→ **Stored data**
+++++
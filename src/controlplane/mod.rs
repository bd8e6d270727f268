//! Volume Control Plane Module
//!
//! The authoritative side of the volume lifecycle: the periodic
//! reconciliation sweep, its leader-gated scheduler, the pure state
//! transition function, and the user-initiated lifecycle operations.

pub mod backends;
pub mod lifecycle;
pub mod reconciler;
pub mod scheduler;
pub mod state_machine;

pub use backends::*;
pub use lifecycle::*;
pub use reconciler::*;
pub use scheduler::*;
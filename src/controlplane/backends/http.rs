//! HTTP Storage Backend Client
//!
//! JSON-over-HTTP implementation of the storage backend RPC contract. Each
//! call is bounded by the client-level request timeout; a timed-out or
//! unreachable call surfaces as a transport error scoped to its partition.

use crate::domain::ports::StorageBackendClient;
use crate::domain::volume::{BackendStatus, BackendVolumeStatus};
use crate::error::{Error, Result};
use async_trait::async_trait;
use chrono::{DateTime, Utc};
use reqwest::StatusCode;
use serde::{Deserialize, Serialize};
use std::time::Duration;
use tracing::debug;

// =============================================================================
// Configuration
// =============================================================================

/// Configuration for the HTTP backend client
#[derive(Debug, Clone)]
pub struct HttpBackendConfig {
    /// Per-request transport timeout
    pub request_timeout: Duration,
}

impl Default for HttpBackendConfig {
    fn default() -> Self {
        Self {
            request_timeout: Duration::from_secs(30),
        }
    }
}

// =============================================================================
// Wire Types
// =============================================================================

/// Volume status as serialized by the storage backend
#[derive(Debug, Clone, Serialize, Deserialize)]
struct WireVolumeStatus {
    volume_id: String,
    status: String,
    #[serde(default)]
    size_gib: u32,
    #[serde(default)]
    device_name: Option<String>,
    #[serde(default)]
    snapshot_id: Option<String>,
    #[serde(default)]
    created_at: Option<DateTime<Utc>>,
}

impl From<WireVolumeStatus> for BackendVolumeStatus {
    fn from(wire: WireVolumeStatus) -> Self {
        Self {
            volume_id: wire.volume_id,
            status: BackendStatus::parse(&wire.status),
            size_gib: wire.size_gib,
            device_name: wire.device_name,
            snapshot_id: wire.snapshot_id,
            created_at: wire.created_at,
        }
    }
}

#[derive(Debug, Serialize)]
struct WireCreateVolume<'a> {
    volume_id: &'a str,
    size_gib: u32,
    #[serde(skip_serializing_if = "Option::is_none")]
    snapshot_id: Option<&'a str>,
}

// =============================================================================
// HTTP Backend Client
// =============================================================================

/// Storage backend client speaking JSON over HTTP
pub struct HttpStorageBackend {
    client: reqwest::Client,
}

impl HttpStorageBackend {
    /// Build a client with the configured transport timeout
    pub fn new(config: HttpBackendConfig) -> Result<Self> {
        let client = reqwest::Client::builder()
            .timeout(config.request_timeout)
            .build()?;
        Ok(Self { client })
    }

    fn volumes_url(endpoint: &str) -> String {
        format!("{}/volumes", endpoint.trim_end_matches('/'))
    }
}

#[async_trait]
impl StorageBackendClient for HttpStorageBackend {
    async fn describe_volumes(&self, endpoint: &str) -> Result<Vec<BackendVolumeStatus>> {
        let url = Self::volumes_url(endpoint);
        let statuses: Vec<WireVolumeStatus> = self
            .client
            .get(&url)
            .send()
            .await?
            .error_for_status()?
            .json()
            .await?;

        debug!(endpoint = %endpoint, volumes = statuses.len(), "described volumes");
        Ok(statuses.into_iter().map(Into::into).collect())
    }

    async fn describe_volume(
        &self,
        endpoint: &str,
        volume_id: &str,
    ) -> Result<Option<BackendVolumeStatus>> {
        let url = format!("{}/{}", Self::volumes_url(endpoint), volume_id);
        let response = self.client.get(&url).send().await?;

        if response.status() == StatusCode::NOT_FOUND {
            return Ok(None);
        }
        let status: WireVolumeStatus = response.error_for_status()?.json().await?;
        Ok(Some(status.into()))
    }

    async fn create_volume(
        &self,
        endpoint: &str,
        volume_id: &str,
        size_gib: u32,
        snapshot_id: Option<&str>,
    ) -> Result<()> {
        let url = Self::volumes_url(endpoint);
        let response = self
            .client
            .post(&url)
            .json(&WireCreateVolume {
                volume_id,
                size_gib,
                snapshot_id,
            })
            .send()
            .await?;

        if !response.status().is_success() {
            let status = response.status();
            let reason = response.text().await.unwrap_or_default();
            return Err(Error::BackendRejected {
                endpoint: endpoint.to_string(),
                reason: format!("{}: {}", status, reason),
            });
        }
        Ok(())
    }
}

#[cfg(test)]
mod tests {
    use super::*;

    #[test]
    fn test_wire_status_conversion() {
        let wire = WireVolumeStatus {
            volume_id: "vol-1".into(),
            status: "in-use".into(),
            size_gib: 16,
            device_name: Some("/dev/vg0/vol-1".into()),
            snapshot_id: None,
            created_at: None,
        };

        let status: BackendVolumeStatus = wire.into();
        assert_eq!(status.status, BackendStatus::InUse);
        assert_eq!(status.size_gib, 16);
        assert!(status.device_known());
    }

    #[test]
    fn test_wire_status_defaults() {
        let status: WireVolumeStatus =
            serde_json::from_str(r#"{"volume_id":"vol-1","status":"creating"}"#).unwrap();
        assert_eq!(status.size_gib, 0);
        assert!(status.device_name.is_none());

        let converted: BackendVolumeStatus = status.into();
        assert_eq!(converted.status, BackendStatus::Creating);
        assert!(!converted.device_known());
    }

    #[test]
    fn test_volumes_url_normalization() {
        assert_eq!(
            HttpStorageBackend::volumes_url("http://sc-a:8773/"),
            "http://sc-a:8773/volumes"
        );
        assert_eq!(
            HttpStorageBackend::volumes_url("http://sc-a:8773"),
            "http://sc-a:8773/volumes"
        );
    }

    #[test]
    fn test_create_volume_wire_shape() {
        let body = serde_json::to_string(&WireCreateVolume {
            volume_id: "vol-1",
            size_gib: 8,
            snapshot_id: None,
        })
        .unwrap();
        assert_eq!(body, r#"{"volume_id":"vol-1","size_gib":8}"#);
    }
}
+++++
→ **Problem details**
Extract the first line above and each line after it up to and including the one with "Per-request transport timeout", please, exactly and with nothing else.

→ **Solved problem**
filename src/controlplane/mod.rs
repository bd8e6d270727f268
//! Volume Control Plane Module
//!
//! The authoritative side of the volume lifecycle: the periodic
//! reconciliation sweep, its leader-gated scheduler, the pure state
//! transition function, and the user-initiated lifecycle operations.

pub mod backends;
pub mod lifecycle;
pub mod reconciler;
pub mod scheduler;
pub mod state_machine;

pub use backends::*;
pub use lifecycle::*;
pub use reconciler::*;
pub use scheduler::*;
filename src/controlplane/backends/http.rs
//! HTTP Storage Backend Client
//!
//! JSON-over-HTTP implementation of the storage backend RPC contract. Each
//! call is bounded by the client-level request timeout; a timed-out or
//! unreachable call surfaces as a transport error scoped to its partition.

use crate::domain::ports::StorageBackendClient;
use crate::domain::volume::{BackendStatus, BackendVolumeStatus};
use crate::error::{Error, Result};
use async_trait::async_trait;
use chrono::{DateTime, Utc};
use reqwest::StatusCode;
use serde::{Deserialize, Serialize};
use std::time::Duration;
use tracing::debug;

// =============================================================================
// Configuration
// =============================================================================

/// Configuration for the HTTP backend client
#[derive(Debug, Clone)]
pub struct HttpBackendConfig {
    /// Per-request transport timeout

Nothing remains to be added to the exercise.